■ **How to complete this task**:
Each line of the data has to be transcribed exactly.

Records for this exercise section start

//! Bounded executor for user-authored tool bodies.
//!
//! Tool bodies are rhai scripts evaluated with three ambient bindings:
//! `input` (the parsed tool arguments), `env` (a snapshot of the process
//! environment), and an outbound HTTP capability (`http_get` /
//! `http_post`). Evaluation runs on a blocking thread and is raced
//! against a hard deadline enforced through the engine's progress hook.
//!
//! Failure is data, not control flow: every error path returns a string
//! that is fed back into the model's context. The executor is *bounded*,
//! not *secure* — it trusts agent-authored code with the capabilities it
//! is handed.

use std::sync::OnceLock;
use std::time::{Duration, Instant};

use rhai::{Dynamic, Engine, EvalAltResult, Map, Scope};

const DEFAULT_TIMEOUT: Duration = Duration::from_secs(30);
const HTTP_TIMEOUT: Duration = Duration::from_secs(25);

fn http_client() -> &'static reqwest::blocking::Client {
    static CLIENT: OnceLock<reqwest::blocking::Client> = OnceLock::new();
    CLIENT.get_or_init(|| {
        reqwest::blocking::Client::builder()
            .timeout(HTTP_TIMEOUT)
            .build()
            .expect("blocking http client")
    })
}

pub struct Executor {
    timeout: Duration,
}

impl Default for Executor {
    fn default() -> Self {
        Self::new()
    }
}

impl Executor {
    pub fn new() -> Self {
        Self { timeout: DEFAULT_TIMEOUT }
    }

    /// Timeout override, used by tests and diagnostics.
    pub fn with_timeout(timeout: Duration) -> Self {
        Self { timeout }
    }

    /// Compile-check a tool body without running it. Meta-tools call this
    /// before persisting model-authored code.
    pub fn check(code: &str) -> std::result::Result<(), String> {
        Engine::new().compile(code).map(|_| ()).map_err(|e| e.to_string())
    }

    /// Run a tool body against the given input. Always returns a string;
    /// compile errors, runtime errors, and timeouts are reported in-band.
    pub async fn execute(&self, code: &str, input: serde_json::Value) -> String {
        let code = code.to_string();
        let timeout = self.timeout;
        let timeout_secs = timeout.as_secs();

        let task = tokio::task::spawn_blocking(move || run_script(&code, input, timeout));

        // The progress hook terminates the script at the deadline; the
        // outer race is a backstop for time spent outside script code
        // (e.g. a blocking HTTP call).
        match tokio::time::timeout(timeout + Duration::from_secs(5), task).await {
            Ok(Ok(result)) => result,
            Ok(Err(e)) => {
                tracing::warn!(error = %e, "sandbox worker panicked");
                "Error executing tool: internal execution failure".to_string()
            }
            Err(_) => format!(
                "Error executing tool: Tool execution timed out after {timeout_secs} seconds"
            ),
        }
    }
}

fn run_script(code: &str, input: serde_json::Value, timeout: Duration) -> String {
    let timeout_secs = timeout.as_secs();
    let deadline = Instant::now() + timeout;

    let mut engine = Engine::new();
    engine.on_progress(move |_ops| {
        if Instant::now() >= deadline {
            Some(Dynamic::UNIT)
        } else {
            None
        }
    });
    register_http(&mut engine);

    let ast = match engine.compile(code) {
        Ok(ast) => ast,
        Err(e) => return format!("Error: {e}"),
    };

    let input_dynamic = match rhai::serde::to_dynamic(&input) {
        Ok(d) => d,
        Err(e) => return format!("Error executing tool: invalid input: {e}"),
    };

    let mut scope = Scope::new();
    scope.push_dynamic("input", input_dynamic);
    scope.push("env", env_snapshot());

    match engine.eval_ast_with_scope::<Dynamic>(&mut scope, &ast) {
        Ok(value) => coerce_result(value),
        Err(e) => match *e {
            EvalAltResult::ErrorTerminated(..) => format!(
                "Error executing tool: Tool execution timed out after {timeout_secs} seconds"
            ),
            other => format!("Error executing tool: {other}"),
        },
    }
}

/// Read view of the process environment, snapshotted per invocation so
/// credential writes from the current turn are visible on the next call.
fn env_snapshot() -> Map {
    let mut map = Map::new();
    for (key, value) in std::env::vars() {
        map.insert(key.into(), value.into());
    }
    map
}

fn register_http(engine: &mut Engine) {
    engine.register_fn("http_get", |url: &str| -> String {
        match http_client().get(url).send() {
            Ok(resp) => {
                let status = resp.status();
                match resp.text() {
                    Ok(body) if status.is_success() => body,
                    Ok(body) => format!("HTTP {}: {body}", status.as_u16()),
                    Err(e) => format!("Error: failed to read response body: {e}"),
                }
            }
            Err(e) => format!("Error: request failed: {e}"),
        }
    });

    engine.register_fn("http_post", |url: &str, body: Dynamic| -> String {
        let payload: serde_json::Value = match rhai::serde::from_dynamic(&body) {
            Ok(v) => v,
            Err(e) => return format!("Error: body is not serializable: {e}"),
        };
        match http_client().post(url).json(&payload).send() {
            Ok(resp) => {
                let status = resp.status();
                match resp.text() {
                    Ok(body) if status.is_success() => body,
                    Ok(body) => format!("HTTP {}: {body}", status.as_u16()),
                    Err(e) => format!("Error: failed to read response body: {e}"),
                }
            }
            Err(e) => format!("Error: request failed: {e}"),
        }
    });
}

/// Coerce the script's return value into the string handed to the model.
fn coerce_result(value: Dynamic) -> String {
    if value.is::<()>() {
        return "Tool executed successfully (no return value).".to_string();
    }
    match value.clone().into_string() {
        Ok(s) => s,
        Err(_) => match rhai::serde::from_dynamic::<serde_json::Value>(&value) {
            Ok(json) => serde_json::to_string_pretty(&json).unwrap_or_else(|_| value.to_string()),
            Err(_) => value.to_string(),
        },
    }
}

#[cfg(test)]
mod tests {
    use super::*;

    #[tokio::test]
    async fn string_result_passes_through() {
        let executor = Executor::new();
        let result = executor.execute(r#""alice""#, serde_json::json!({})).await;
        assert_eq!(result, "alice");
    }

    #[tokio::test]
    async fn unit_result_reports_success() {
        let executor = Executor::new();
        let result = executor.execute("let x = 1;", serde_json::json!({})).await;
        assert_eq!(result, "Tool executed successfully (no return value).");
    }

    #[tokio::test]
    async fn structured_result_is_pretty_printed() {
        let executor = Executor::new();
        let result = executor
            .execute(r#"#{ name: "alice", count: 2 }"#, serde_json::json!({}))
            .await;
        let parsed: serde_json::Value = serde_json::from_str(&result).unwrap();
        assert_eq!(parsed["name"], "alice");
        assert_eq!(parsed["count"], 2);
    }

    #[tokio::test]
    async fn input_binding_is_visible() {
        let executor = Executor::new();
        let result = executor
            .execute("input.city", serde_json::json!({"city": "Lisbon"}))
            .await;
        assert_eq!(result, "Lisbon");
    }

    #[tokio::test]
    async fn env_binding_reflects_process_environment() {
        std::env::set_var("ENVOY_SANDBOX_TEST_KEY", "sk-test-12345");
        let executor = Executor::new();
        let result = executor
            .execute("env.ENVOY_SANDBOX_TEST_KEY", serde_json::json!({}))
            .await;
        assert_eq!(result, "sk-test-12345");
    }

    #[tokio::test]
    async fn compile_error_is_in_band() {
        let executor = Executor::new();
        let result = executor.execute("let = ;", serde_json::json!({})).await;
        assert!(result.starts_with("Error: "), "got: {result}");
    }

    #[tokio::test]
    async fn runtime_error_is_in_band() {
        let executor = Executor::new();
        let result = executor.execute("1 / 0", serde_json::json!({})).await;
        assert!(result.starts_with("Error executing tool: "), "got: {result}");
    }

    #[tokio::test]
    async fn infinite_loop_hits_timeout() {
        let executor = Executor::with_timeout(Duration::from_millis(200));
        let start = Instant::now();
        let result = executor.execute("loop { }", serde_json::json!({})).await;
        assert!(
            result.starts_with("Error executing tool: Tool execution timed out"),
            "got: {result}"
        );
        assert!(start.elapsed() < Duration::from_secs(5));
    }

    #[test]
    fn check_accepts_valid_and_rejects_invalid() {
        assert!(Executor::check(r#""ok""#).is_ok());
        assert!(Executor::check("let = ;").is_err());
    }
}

Records for this exercise section end

■ **Answer to this task**:
//! Bounded executor for user-authored tool bodies.
//!
//! Tool bodies are rhai scripts evaluated with three ambient bindings:
//! `input` (the parsed tool arguments), `env` (a snapshot of the process
//! environment), and an outbound HTTP capability (`http_get` /
//! `http_post`). Evaluation runs on a blocking thread and is raced
//! against a hard deadline enforced through the engine's progress hook.
//!
//! Failure is data, not control flow: every error path returns a string
//! that is fed back into the model's context. The executor is *bounded*,
//! not *secure* — it trusts agent-authored code with the capabilities it
//! is handed.

use std::sync::OnceLock;
use std::time::{Duration, Instant};

use rhai::{Dynamic, Engine, EvalAltResult, Map, Scope};

const DEFAULT_TIMEOUT: Duration = Duration::from_secs(30);
const HTTP_TIMEOUT: Duration = Duration::from_secs(25);

fn http_client() -> &'static reqwest::blocking::Client {
    static CLIENT: OnceLock<reqwest::blocking::Client> = OnceLock::new();
    CLIENT.get_or_init(|| {
        reqwest::blocking::Client::builder()
            .timeout(HTTP_TIMEOUT)
            .build()
            .expect("blocking http client")
    })
}

pub struct Executor {
    timeout: Duration,
}

impl Default for Executor {
    fn default() -> Self {
        Self::new()
    }
}

impl Executor {
    pub fn new() -> Self {
        Self { timeout: DEFAULT_TIMEOUT }
    }

    /// Timeout override, used by tests and diagnostics.
    pub fn with_timeout(timeout: Duration) -> Self {
        Self { timeout }
    }

    /// Compile-check a tool body without running it. Meta-tools call this
    /// before persisting model-authored code.
    pub fn check(code: &str) -> std::result::Result<(), String> {
        Engine::new().compile(code).map(|_| ()).map_err(|e| e.to_string())
    }

    /// Run a tool body against the given input. Always returns a string;
    /// compile errors, runtime errors, and timeouts are reported in-band.
    pub async fn execute(&self, code: &str, input: serde_json::Value) -> String {
        let code = code.to_string();
        let timeout = self.timeout;
        let timeout_secs = timeout.as_secs();

        let task = tokio::task::spawn_blocking(move || run_script(&code, input, timeout));

        // The progress hook terminates the script at the deadline; the
        // outer race is a backstop for time spent outside script code
        // (e.g. a blocking HTTP call).
        match tokio::time::timeout(timeout + Duration::from_secs(5), task).await {
            Ok(Ok(result)) => result,
            Ok(Err(e)) => {
                tracing::warn!(error = %e, "sandbox worker panicked");
                "Error executing tool: internal execution failure".to_string()
            }
            Err(_) => format!(
                "Error executing tool: Tool execution timed out after {timeout_secs} seconds"
            ),
        }
    }
}

fn run_script(code: &str, input: serde_json::Value, timeout: Duration) -> String {
    let timeout_secs = timeout.as_secs();
    let deadline = Instant::now() + timeout;

    let mut engine = Engine::new();
    engine.on_progress(move |_ops| {
        if Instant::now() >= deadline {
            Some(Dynamic::UNIT)
        } else {
            None
        }
    });
    register_http(&mut engine);

    let ast = match engine.compile(code) {
        Ok(ast) => ast,
        Err(e) => return format!("Error: {e}"),
    };

    let input_dynamic = match rhai::serde::to_dynamic(&input) {
        Ok(d) => d,
        Err(e) => return format!("Error executing tool: invalid input: {e}"),
    };

    let mut scope = Scope::new();
    scope.push_dynamic("input", input_dynamic);
    scope.push("env", env_snapshot());

    match engine.eval_ast_with_scope::<Dynamic>(&mut scope, &ast) {
        Ok(value) => coerce_result(value),
        Err(e) => match *e {
            EvalAltResult::ErrorTerminated(..) => format!(
                "Error executing tool: Tool execution timed out after {timeout_secs} seconds"
            ),
            other => format!("Error executing tool: {other}"),
        },
    }
}

/// Read view of the process environment, snapshotted per invocation so
/// credential writes from the current turn are visible on the next call.
fn env_snapshot() -> Map {
    let mut map = Map::new();
    for (key, value) in std::env::vars() {
        map.insert(key.into(), value.into());
    }
    map
}

fn register_http(engine: &mut Engine) {
    engine.register_fn("http_get", |url: &str| -> String {
        match http_client().get(url).send() {
            Ok(resp) => {
                let status = resp.status();
                match resp.text() {
                    Ok(body) if status.is_success() => body,
                    Ok(body) => format!("HTTP {}: {body}", status.as_u16()),
                    Err(e) => format!("Error: failed to read response body: {e}"),
                }
            }
            Err(e) => format!("Error: request failed: {e}"),
        }
    });

    engine.register_fn("http_post", |url: &str, body: Dynamic| -> String {
        let payload: serde_json::Value = match rhai::serde::from_dynamic(&body) {
            Ok(v) => v,
            Err(e) => return format!("Error: body is not serializable: {e}"),
        };
        match http_client().post(url).json(&payload).send() {
            Ok(resp) => {
                let status = resp.status();
                match resp.text() {
                    Ok(body) if status.is_success() => body,
                    Ok(body) => format!("HTTP {}: {body}", status.as_u16()),
                    Err(e) => format!("Error: failed to read response body: {e}"),
                }
            }
            Err(e) => format!("Error: request failed: {e}"),
        }
    });
}

/// Coerce the script's return value into the string handed to the model.
fn coerce_result(value: Dynamic) -> String {
    if value.is::<()>() {
        return "Tool executed successfully (no return value).".to_string();
    }
    match value.clone().into_string() {
        Ok(s) => s,
        Err(_) => match rhai::serde::from_dynamic::<serde_json::Value>(&value) {
            Ok(json) => serde_json::to_string_pretty(&json).unwrap_or_else(|_| value.to_string()),
            Err(_) => value.to_string(),
        },
    }
}

#[cfg(test)]
mod tests {
    use super::*;

    #[tokio::test]
    async fn string_result_passes_through() {
        let executor = Executor::new();
        let result = executor.execute(r#""alice""#, serde_json::json!({})).await;
        assert_eq!(result, "alice");
    }

    #[tokio::test]
    async fn unit_result_reports_success() {
        let executor = Executor::new();
        let result = executor.execute("let x = 1;", serde_json::json!({})).await;
        assert_eq!(result, "Tool executed successfully (no return value).");
    }

    #[tokio::test]
    async fn structured_result_is_pretty_printed() {
        let executor = Executor::new();
        let result = executor
            .execute(r#"#{ name: "alice", count: 2 }"#, serde_json::json!({}))
            .await;
        let parsed: serde_json::Value = serde_json::from_str(&result).unwrap();
        assert_eq!(parsed["name"], "alice");
        assert_eq!(parsed["count"], 2);
    }

    #[tokio::test]
    async fn input_binding_is_visible() {
        let executor = Executor::new();
        let result = executor
            .execute("input.city", serde_json::json!({"city": "Lisbon"}))
            .await;
        assert_eq!(result, "Lisbon");
    }

    #[tokio::test]
    async fn env_binding_reflects_process_environment() {
        std::env::set_var("ENVOY_SANDBOX_TEST_KEY", "sk-test-12345");
        let executor = Executor::new();
        let result = executor
            .execute("env.ENVOY_SANDBOX_TEST_KEY", serde_json::json!({}))
            .await;
        assert_eq!(result, "sk-test-12345");
    }

    #[tokio::test]
    async fn compile_error_is_in_band() {
        let executor = Executor::new();
        let result = executor.execute("let = ;", serde_json::json!({})).await;
        assert!(result.starts_with("Error: "), "got: {result}");
    }

    #[tokio::test]
    async fn runtime_error_is_in_band() {
        let executor = Executor::new();
        let result = executor.execute("1 / 0", serde_json::json!({})).await;
        assert!(result.starts_with("Error executing tool: "), "got: {result}");
    }

    #[tokio::test]
    async fn infinite_loop_hits_timeout() {
        let executor = Executor::with_timeout(Duration::from_millis(200));
        let start = Instant::now();
        let result = executor.execute("loop { }", serde_json::json!({})).await;
        assert!(
            result.starts_with("Error executing tool: Tool execution timed out"),
            "got: {result}"
        );
        assert!(start.elapsed() < Duration::from_secs(5));
    }

    #[test]
    fn check_accepts_valid_and_rejects_invalid() {
        assert!(Executor::check(r#""ok""#).is_ok());
        assert!(Executor::check("let = ;").is_err());
    }
}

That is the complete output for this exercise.